Loic Serra: I would say not much, because your development plan is not happening in one week or one month, it’s something you have for quite a long time. We planned a long time ago, so basically you stick to your development plan. So, you’re not really affected by the fact that we are missing a race or two”

MS: Would it have been better to go to Bahrain with a part of the upgrade package, or is it better to have more time to refine and then try everything at Miami?

LS: One way to answer this is, when you think about the SF-26, we started the development of the car [at the] beginning of 2025, and then you spend a year and more to develop it without testing anything with it, testing the car.

Then what you learned is the results of winter time, virtual development, so you bring a car that you haven’t run [to winter testing]. So, if you think about this and put in context the fact that you’re missing two races, it’s small B I would say.

So, effectively, the more you run, the more you learn, and that’s true for everybody. But then telling that this is compromising, or this would compromise the way you approach your development, or you put the development more or less at risk, I don’t think so.

MS: Other teams had an update ready for Bahrain, so they are using that one in Miami, and at the same time another one is ready for Montreal. So, they are using one update just for one weekend. In the case of Ferrari, you will not have this kind of problem?

LS: If you think about development being non-linear… I am not sure I understand that logic, because effectively the consequences on the cost side are quite important.

Loic Serra, Ferrari technical director

Photo by: Ferrari

So, if you bring parts in Miami and bring another step in Canada, depends on how big the developments are. If they are small development, incremental development I understand, but maybe people do. Not necessarily the notion of packages, but the notion of more incremental development, and that would make a complete sense.

MS: Does data correlation between the track and simulator suffer from the absence of races, or does it become harder to update?

LS: As I was saying earlier, the more you run on track, the more you learn about your car, the more you learn about the tyres, the more you learn about the whole thing. So effectively, when you have less running, this learning is not happening. It sort of freezes your correlation for some time, for an additional two weeks, three weeks, but it only freezes. And it doesn’t stop you from developing based on what you have learned so far. It’s just more of a small interruption in your learning rates on the correlation side.

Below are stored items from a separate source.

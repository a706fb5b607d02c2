//! Job-related API endpoints

use crate::ClinIqClient;
use crate::download::DownloadedBundle;
use crate::error::Result;
use crate::poller::{JobPoller, PollOptions};
use cliniq_core::domain::job::JobDetail;
use cliniq_core::dto::job::{JobPage, ListJobsQuery};

impl ClinIqClient {
    // =============================================================================
    // Job History
    // =============================================================================

    /// List one page of the job history
    ///
    /// # Arguments
    /// * `query` - Page number (1-based) and page size
    ///
    /// # Returns
    /// The requested page plus the total number of jobs
    pub async fn list_jobs(&self, query: ListJobsQuery) -> Result<JobPage> {
        let url = self.api_url("/jobs");
        let response = self.client.get(&url).query(&query).send().await?;

        self.handle_response(response).await
    }

    /// Get a job by ID, including its documents
    ///
    /// # Arguments
    /// * `job_id` - The job identifier
    pub async fn get_job(&self, job_id: &str) -> Result<JobDetail> {
        let url = self.api_url(&format!("/jobs/{}", job_id));
        let response = self.client.get(&url).send().await?;

        self.handle_response(response).await
    }

    // =============================================================================
    // Job Progress
    // =============================================================================

    /// Poll a job until it completes or fails
    ///
    /// Calls `on_progress` with every fetched state, in order. See
    /// [`JobPoller::poll`] for the exact termination rules.
    ///
    /// # Example
    /// ```no_run
    /// # use cliniq_client::{ClinIqClient, PollOptions};
    /// # async fn example() -> anyhow::Result<()> {
    /// let client = ClinIqClient::new("http://localhost:8000");
    /// let job = client
    ///     .poll_job("job-1", PollOptions::default(), |job| {
    ///         println!("status: {}", job.status);
    ///     })
    ///     .await?;
    /// # Ok(())
    /// # }
    /// ```
    pub async fn poll_job<F>(
        &self,
        job_id: &str,
        options: PollOptions,
        on_progress: F,
    ) -> Result<JobDetail>
    where
        F: FnMut(&JobDetail),
    {
        JobPoller::new(self, options)
            .poll(job_id, on_progress)
            .await
    }

    // =============================================================================
    // Job Export
    // =============================================================================

    /// Download the combined NHCX claim bundle for a job
    ///
    /// # Arguments
    /// * `job_id` - The job identifier
    pub async fn download_job_bundle(&self, job_id: &str) -> Result<DownloadedBundle> {
        let url = self.api_url(&format!("/jobs/{}/fhir/bundle", job_id));
        let response = self.client.get(&url).send().await?;

        DownloadedBundle::from_response(response, format!("{}_nhcx_claim_bundle.json", job_id))
            .await
    }
}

MS: Does this period change the type of updates you choose to bring, more aggressive maybe, or more experimental?

LS: Not really. Effectively you have a development plan, so you stick to your development plan. So, there is no real notion of more aggressive, more experimental, it’s not that.

It’s more like you plan for development, but then there is the planning and there is what you find. But in no way this modifies what you are finding, because effectively not racing doesn’t really modify what you are finding or not at the factory. So, it doesn’t really change your approach.

MS: In terms of the opportunity this month, if some opportunity is offered, which area is interested more?

LS: Performance opportunities in general, I think all of them. When you look at the development, you don’t really say, okay, it’s this area, just that area. When you think about development, it’s all around, it’s the full compromise that you keep developing.

Development opportunities are

Development opportunities are “all around” at Ferrari

Photo by: Marcel van Dorst / EYE4images / NurPhoto via Getty Images

Actually, when you think about the different elements that contribute to the performance, it’s not like you can do things in isolation. Because when you change one thing, you actually have repercussions on all the rest of the car.

So, you never consider them as, you need siloed development. They are always part of a big compromise which takes everything into account”.

MS: How will any decision from the Formula 1 Commission about possible changes to the 2026 regulations impact a team’s job plan, or it’s not the case?

LS: You see it from a regulation point of view, but you can also see it from a competitor point of view. What you say is the same thing when you see something on another car, that you say, ‘oh, well, that’s interesting’, or that direction maybe… It’s the same.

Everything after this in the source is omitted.